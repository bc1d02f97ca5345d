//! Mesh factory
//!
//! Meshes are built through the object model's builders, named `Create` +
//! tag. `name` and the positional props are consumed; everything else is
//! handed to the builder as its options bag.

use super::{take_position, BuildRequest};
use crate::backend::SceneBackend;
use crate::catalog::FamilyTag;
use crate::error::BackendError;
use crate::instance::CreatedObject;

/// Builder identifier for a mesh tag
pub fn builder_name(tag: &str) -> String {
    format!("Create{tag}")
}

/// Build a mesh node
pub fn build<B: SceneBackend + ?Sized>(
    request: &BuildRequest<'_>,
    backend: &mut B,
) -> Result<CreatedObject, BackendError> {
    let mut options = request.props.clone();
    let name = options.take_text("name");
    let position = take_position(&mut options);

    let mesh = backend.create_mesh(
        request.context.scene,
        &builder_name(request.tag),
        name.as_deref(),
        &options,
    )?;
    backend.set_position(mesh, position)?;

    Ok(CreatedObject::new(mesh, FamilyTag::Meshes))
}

...

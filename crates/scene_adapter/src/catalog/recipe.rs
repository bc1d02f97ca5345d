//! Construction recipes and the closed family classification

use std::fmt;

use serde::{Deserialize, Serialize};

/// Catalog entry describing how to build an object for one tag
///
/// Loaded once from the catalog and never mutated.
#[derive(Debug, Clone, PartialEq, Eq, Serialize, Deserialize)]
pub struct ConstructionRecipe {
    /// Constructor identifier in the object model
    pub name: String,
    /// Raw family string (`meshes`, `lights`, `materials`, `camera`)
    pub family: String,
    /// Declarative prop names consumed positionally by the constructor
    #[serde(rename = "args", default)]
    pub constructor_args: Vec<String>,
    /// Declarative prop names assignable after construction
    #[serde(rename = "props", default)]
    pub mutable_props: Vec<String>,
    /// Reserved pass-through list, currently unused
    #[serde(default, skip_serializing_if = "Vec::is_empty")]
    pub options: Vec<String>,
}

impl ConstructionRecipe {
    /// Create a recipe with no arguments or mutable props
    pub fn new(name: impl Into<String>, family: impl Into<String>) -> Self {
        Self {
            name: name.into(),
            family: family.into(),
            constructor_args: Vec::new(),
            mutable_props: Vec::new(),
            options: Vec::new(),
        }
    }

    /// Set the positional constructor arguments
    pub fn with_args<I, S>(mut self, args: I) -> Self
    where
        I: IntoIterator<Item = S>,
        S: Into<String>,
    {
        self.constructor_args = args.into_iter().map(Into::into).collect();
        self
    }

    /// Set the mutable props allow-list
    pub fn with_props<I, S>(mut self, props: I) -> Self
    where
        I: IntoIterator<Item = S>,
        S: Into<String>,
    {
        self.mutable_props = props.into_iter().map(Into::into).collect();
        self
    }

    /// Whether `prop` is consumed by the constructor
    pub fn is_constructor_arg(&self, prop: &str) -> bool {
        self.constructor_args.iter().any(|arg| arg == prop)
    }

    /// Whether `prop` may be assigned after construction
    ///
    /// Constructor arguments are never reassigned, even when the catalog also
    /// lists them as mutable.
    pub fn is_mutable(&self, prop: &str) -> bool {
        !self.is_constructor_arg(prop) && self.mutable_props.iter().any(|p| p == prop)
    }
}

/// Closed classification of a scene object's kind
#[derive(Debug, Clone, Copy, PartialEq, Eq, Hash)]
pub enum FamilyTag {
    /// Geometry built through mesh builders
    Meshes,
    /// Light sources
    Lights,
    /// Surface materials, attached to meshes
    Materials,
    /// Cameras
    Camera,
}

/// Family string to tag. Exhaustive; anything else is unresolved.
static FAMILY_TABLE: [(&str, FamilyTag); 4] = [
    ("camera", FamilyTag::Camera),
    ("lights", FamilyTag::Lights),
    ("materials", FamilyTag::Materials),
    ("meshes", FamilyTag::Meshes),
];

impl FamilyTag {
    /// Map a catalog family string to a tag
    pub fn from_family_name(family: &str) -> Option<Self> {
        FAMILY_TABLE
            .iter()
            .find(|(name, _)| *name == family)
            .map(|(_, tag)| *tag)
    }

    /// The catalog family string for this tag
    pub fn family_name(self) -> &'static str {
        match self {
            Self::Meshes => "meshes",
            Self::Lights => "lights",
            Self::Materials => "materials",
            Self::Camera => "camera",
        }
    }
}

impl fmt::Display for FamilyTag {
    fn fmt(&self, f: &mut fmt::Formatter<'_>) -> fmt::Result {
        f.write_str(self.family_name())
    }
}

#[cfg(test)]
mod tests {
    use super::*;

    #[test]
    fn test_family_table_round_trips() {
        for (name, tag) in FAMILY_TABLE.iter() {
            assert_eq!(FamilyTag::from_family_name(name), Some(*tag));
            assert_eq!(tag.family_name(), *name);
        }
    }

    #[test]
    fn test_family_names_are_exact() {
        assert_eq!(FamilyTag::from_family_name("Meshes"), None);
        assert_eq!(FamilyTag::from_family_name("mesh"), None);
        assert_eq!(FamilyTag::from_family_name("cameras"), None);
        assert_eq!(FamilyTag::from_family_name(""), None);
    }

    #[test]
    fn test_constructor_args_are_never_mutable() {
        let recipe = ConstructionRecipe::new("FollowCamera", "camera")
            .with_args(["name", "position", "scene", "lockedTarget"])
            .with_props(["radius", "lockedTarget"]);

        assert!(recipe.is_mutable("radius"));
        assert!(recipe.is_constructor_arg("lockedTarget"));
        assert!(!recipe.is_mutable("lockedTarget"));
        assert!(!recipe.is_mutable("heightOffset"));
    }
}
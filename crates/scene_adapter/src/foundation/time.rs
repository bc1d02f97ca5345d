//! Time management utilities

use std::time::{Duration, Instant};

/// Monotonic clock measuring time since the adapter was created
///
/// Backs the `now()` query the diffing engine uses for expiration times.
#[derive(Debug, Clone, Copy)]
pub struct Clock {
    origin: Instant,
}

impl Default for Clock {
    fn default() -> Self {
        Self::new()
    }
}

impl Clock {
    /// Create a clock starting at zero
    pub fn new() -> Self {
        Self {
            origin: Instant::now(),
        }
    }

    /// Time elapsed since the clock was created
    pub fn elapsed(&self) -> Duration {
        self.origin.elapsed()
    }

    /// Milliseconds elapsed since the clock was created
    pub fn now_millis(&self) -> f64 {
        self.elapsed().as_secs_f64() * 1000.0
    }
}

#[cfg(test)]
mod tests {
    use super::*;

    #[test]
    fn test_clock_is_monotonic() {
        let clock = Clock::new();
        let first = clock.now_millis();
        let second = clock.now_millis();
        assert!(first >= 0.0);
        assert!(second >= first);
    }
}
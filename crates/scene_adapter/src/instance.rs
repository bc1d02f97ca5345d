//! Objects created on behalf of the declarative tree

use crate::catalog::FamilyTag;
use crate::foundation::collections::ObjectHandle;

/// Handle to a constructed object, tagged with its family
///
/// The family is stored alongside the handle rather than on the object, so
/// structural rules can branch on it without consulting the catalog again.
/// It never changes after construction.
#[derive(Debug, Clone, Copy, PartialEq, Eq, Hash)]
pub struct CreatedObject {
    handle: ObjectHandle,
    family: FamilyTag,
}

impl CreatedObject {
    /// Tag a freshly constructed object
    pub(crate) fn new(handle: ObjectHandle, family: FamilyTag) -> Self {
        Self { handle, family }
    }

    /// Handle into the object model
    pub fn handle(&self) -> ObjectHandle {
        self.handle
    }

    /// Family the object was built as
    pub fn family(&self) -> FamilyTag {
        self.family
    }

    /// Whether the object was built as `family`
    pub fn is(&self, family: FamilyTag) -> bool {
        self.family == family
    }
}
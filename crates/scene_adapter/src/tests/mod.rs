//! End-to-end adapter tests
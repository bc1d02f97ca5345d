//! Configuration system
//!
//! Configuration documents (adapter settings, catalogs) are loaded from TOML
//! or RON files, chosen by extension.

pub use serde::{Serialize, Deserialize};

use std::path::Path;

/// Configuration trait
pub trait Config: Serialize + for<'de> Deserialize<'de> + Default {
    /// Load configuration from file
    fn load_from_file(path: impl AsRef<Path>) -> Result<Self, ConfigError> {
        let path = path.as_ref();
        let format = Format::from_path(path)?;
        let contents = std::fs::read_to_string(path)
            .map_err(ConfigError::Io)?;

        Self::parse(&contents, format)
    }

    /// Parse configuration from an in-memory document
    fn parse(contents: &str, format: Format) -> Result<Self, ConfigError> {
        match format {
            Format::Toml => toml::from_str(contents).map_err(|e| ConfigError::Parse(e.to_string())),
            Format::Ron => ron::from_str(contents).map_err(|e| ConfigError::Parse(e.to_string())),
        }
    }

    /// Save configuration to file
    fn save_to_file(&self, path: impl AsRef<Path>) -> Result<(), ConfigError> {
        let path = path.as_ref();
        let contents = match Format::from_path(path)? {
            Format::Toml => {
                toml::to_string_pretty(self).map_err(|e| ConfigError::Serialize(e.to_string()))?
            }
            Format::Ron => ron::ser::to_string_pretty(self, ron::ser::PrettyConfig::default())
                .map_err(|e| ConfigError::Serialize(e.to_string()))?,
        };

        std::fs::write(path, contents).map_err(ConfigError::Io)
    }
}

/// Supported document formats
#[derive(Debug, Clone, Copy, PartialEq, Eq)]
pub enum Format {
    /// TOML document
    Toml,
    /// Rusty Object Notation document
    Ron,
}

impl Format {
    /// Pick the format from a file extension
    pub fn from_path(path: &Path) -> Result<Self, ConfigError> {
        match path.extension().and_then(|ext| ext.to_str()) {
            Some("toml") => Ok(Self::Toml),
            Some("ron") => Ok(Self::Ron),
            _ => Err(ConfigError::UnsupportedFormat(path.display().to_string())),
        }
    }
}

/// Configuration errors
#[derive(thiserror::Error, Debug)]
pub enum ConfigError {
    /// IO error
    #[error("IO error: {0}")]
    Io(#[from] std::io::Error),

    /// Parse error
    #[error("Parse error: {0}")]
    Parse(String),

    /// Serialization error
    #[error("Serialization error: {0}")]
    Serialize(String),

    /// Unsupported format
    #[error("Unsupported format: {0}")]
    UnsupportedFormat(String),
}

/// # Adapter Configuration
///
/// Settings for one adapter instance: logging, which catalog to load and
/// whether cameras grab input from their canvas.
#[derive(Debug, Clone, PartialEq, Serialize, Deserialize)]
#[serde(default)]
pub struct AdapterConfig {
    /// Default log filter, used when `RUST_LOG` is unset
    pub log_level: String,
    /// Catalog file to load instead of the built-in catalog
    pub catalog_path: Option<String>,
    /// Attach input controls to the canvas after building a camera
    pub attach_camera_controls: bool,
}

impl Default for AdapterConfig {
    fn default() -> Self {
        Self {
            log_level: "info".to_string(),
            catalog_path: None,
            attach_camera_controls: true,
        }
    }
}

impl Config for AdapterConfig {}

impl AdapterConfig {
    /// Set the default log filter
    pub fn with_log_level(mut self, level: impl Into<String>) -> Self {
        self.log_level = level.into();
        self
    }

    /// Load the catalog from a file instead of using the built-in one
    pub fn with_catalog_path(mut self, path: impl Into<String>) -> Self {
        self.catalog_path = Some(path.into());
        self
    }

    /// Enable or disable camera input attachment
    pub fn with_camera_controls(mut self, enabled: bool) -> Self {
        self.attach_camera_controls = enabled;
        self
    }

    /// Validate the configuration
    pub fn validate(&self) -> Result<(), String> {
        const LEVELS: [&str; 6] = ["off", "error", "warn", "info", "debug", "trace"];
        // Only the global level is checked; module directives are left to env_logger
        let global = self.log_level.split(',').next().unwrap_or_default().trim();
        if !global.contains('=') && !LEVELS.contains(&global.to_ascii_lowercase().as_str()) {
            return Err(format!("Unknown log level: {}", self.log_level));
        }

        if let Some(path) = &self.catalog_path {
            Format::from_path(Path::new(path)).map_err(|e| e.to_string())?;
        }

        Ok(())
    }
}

* * *

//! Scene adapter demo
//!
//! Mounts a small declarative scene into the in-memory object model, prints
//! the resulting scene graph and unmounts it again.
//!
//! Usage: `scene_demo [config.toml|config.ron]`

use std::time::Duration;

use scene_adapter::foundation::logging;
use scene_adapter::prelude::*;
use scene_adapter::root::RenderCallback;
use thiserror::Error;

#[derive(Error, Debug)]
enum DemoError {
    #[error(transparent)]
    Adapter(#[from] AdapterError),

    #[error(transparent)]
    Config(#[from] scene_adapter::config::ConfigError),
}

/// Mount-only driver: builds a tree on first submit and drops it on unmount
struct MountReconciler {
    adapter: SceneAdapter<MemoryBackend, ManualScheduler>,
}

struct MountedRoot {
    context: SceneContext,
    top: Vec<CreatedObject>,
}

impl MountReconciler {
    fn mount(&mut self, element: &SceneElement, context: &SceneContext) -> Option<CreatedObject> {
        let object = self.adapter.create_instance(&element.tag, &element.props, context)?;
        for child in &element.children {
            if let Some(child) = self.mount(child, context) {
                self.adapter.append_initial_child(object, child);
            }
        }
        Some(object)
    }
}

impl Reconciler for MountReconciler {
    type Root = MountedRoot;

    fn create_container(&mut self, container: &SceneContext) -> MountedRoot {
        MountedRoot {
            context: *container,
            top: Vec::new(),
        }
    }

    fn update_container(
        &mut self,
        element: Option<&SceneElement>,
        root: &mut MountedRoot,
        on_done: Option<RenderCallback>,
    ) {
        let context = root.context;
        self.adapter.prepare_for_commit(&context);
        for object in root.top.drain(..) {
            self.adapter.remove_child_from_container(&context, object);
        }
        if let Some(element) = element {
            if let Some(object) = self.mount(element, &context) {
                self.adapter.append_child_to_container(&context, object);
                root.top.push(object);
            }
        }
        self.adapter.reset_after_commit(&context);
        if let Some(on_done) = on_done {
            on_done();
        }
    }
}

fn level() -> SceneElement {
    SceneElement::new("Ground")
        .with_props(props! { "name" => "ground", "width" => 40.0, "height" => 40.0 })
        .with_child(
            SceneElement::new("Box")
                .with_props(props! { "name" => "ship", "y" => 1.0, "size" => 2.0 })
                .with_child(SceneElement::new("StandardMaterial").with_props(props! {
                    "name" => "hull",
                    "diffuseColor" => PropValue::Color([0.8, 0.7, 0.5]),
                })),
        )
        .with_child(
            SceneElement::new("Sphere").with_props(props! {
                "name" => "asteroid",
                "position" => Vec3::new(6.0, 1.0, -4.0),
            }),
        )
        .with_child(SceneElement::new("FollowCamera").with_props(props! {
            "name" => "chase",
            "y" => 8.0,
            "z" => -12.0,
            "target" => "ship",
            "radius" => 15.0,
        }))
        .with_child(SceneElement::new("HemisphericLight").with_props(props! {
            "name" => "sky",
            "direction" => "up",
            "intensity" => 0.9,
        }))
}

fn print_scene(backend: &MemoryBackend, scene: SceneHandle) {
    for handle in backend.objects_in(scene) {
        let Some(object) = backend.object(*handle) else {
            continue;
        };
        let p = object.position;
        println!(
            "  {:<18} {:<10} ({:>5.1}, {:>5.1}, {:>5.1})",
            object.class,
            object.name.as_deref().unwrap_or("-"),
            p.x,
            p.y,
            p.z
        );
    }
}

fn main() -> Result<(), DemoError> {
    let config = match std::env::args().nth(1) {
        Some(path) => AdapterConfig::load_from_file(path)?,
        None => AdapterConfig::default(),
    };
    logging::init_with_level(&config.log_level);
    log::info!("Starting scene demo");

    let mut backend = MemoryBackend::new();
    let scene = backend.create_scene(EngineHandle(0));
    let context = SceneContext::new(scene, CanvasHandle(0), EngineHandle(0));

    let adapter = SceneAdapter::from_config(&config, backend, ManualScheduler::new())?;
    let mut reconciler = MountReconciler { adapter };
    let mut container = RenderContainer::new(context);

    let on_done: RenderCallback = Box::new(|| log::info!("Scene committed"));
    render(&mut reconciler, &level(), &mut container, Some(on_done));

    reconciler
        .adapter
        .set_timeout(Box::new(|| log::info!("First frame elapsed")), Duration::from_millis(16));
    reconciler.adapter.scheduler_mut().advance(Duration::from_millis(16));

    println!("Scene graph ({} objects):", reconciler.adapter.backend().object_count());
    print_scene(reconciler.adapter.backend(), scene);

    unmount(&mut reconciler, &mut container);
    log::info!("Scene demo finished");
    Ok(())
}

Required work
When every line of the listing has been checked for the string "SceneAdapter", give only the number of lines that contain it.

Reply
2